The leakage that is shown is from the ends of the passages on the bedplate sealant channels. The sealant is injected prior to sealing the ends of the channels to allow air to escape. When sealant extrudes from the channels on both sides at front and rear main seal holes, primer is applied to put the sealant on. Finally, Drei Bond is applied to seal the two chamfered edges on the front of the main seal radius. The leakage in that first picture appears to be from failure of that sealant at the edges.

Now, as for the gap, that looks to me as if the retention bolt for the "intermediate piece" is missing and it's canted down at an angle. I could be wrong, but see the assembly drawing for the here:
http://www.realoem.com/bmw/enUS/show...diagId=11_4118

If bolt (8) is not installed, piece (6) will have play.

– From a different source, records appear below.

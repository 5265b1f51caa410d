//! Raw, unvalidated environment snapshot.

use crate::core::EnvVar;
use std::collections::BTreeMap;

/// A one-shot snapshot of the recognised environment variables.
///
/// Absence and the empty string are treated identically: setting a key to
/// `""` removes it. The validator only ever reads a snapshot, it never reads
/// the process environment itself.
///
/// # Examples
///
/// ```rust
/// use podwatch_config::core::{EnvVar, RawEnvironment};
///
/// let raw = RawEnvironment::new()
///     .with(EnvVar::KubernetesServiceHost, "10.0.0.1")
///     .with(EnvVar::KubernetesServicePort, "");
///
/// assert_eq!(raw.get(EnvVar::KubernetesServiceHost), Some("10.0.0.1"));
/// assert!(!raw.is_present(EnvVar::KubernetesServicePort));
/// ```
#[derive(Debug, Clone, Default, PartialEq, Eq)]
pub struct RawEnvironment {
    values: BTreeMap<EnvVar, String>,
}

impl RawEnvironment {
    /// Create an empty snapshot.
    pub fn new() -> Self {
        Self::default()
    }

    /// Build a snapshot from `(name, value)` pairs.
    ///
    /// Names outside the recognised set are not an error; they are returned
    /// alongside the snapshot so the caller can report them if it wants to.
    ///
    /// # Examples
    ///
    /// ```rust
    /// use podwatch_config::core::{EnvVar, RawEnvironment};
    ///
    /// let (raw, ignored) = RawEnvironment::from_pairs([
    ///     ("PODWATCH_PORT", "8080"),
    ///     ("HOME", "/root"),
    /// ]);
    ///
    /// assert_eq!(raw.get(EnvVar::PodwatchPort), Some("8080"));
    /// assert_eq!(ignored, vec!["HOME".to_string()]);
    /// ```
    pub fn from_pairs<I, K, V>(pairs: I) -> (Self, Vec<String>)
    where
        I: IntoIterator<Item = (K, V)>,
        K: AsRef<str>,
        V: Into<String>,
    {
        let mut raw = Self::new();
        let mut ignored = Vec::new();
        for (name, value) in pairs {
            match EnvVar::from_name(name.as_ref()) {
                Some(key) => {
                    raw.set(key, value);
                }
                None => ignored.push(name.as_ref().to_string()),
            }
        }
        (raw, ignored)
    }

    /// Set `key` and return the snapshot, builder style.
    pub fn with(mut self, key: EnvVar, value: impl Into<String>) -> Self {
        self.set(key, value);
        self
    }

    /// Set `key`, returning the previous value. An empty value unsets it.
    pub fn set(&mut self, key: EnvVar, value: impl Into<String>) -> Option<String> {
        let value = value.into();
        if value.is_empty() {
            self.values.remove(&key)
        } else {
            self.values.insert(key, value)
        }
    }

    /// Unset `key`, returning the previous value.
    pub fn remove(&mut self, key: EnvVar) -> Option<String> {
        self.values.remove(&key)
    }

    /// The value of `key`, if set.
    pub fn get(&self, key: EnvVar) -> Option<&str> {
        self.values.get(&key).map(String::as_str)
    }

    /// Whether `key` is set to a non-empty value.
    pub fn is_present(&self, key: EnvVar) -> bool {
        self.values.contains_key(&key)
    }

    /// Number of set variables.
    pub fn len(&self) -> usize {
        self.values.len()
    }

    /// Whether no variable is set.
    pub fn is_empty(&self) -> bool {
        self.values.is_empty()
    }

    /// Iterate set variables in declaration order.
    pub fn iter(&self) -> impl Iterator<Item = (EnvVar, &str)> {
        self.values.iter().map(|(key, value)| (*key, value.as_str()))
    }
}

impl<V: Into<String>> FromIterator<(EnvVar, V)> for RawEnvironment {
    fn from_iter<I: IntoIterator<Item = (EnvVar, V)>>(iter: I) -> Self {
        let mut raw = Self::new();
        for (key, value) in iter {
            raw.set(key, value);
        }
        raw
    }
}

#[cfg(test)]
mod tests {
    use super::*;

    #[test]
    fn test_empty_value_is_unset() {
        let mut raw = RawEnvironment::new().with(EnvVar::PodwatchClientId, "id");
        assert!(raw.is_present(EnvVar::PodwatchClientId));

        let previous = raw.set(EnvVar::PodwatchClientId, "");
        assert_eq!(previous, Some("id".to_string()));
        assert!(!raw.is_present(EnvVar::PodwatchClientId));
        assert!(raw.is_empty());
    }

    #[test]
    fn test_from_pairs_ignores_unknown_names() {
        let (raw, ignored) = RawEnvironment::from_pairs(vec![
            ("KUBERNETES_SERVICE_HOST", "10.0.0.1"),
            ("kubernetes_service_port", "443"),
            ("PATH", "/usr/bin"),
        ]);

        assert_eq!(raw.len(), 1);
        assert_eq!(raw.get(EnvVar::KubernetesServiceHost), Some("10.0.0.1"));
        assert_eq!(ignored, vec!["kubernetes_service_port", "PATH"]);
    }

    #[test]
    fn test_iter_follows_declaration_order() {
        let raw: RawEnvironment = [
            (EnvVar::ExternalKubernetesProxyHost, "http://host"),
            (EnvVar::PodwatchServiceAccountToken, "token"),
            (EnvVar::MaxDispatchQueueSize, "5"),
        ]
        .into_iter()
        .collect();

        let keys: Vec<_> = raw.iter().map(|(key, _)| key).collect();
        assert_eq!(
            keys,
            vec![
                EnvVar::PodwatchServiceAccountToken,
                EnvVar::MaxDispatchQueueSize,
                EnvVar::ExternalKubernetesProxyHost,
            ]
        );
    }

    #[test]
    fn test_remove() {
        let mut raw = RawEnvironment::new().with(EnvVar::PodwatchPort, "80");
        assert_eq!(raw.remove(EnvVar::PodwatchPort), Some("80".to_string()));
        assert_eq!(raw.remove(EnvVar::PodwatchPort), None);
    }
}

Having removed the crank for weld repair and fully rebuilt several S85s, I have never seen any significant amount of bearing wear on main bearings. And yes, all the journals were measured both with and without main bearings installed to verify replacement main bearing sizes as I won't blindly follow the bearing color coding on the bedplate and crank. From the engines I've rebuilt (all from spun rod bearings) , I've never seen any main bearing measure beyond the specifications given in TIS and interpolated color codes.

The most wear I have seen is on the #6 main / thrust bearing only on SMG engines, oddly never on 6MTs. This has me wondering if it's due to bolt-up stresses of the SMG being so long as the engine transmission are supported on opposing ends (nearly) as a single unit. The SMG being longer would mean greater distance between supporting points with higher longitudinal compressive stress on the top of the block and higher longitudinal tensile stress at the bottom of the block. Supposition though, no means or desire to chase it as I've not seen a main fail as a result.

As for the discoloration, the portion which sees the greatest discoloration is the source of the heat. In this case, the rod cap is the darkest, so it seems the rod itself was the source. Given, the crank is larger so it has a higher specific heat capacity, so the smaller rod being darker is a good indication the rod/crank/bearing interface heated the crank, not the other way around.

Finally, agreed with the above, statement of SC vehicles. You are applying a continuous lateral load on a bearing in order to maintain belt tension and prevent belt slippage. It's not surprising to see the bearing taking the brunt of that load wearing.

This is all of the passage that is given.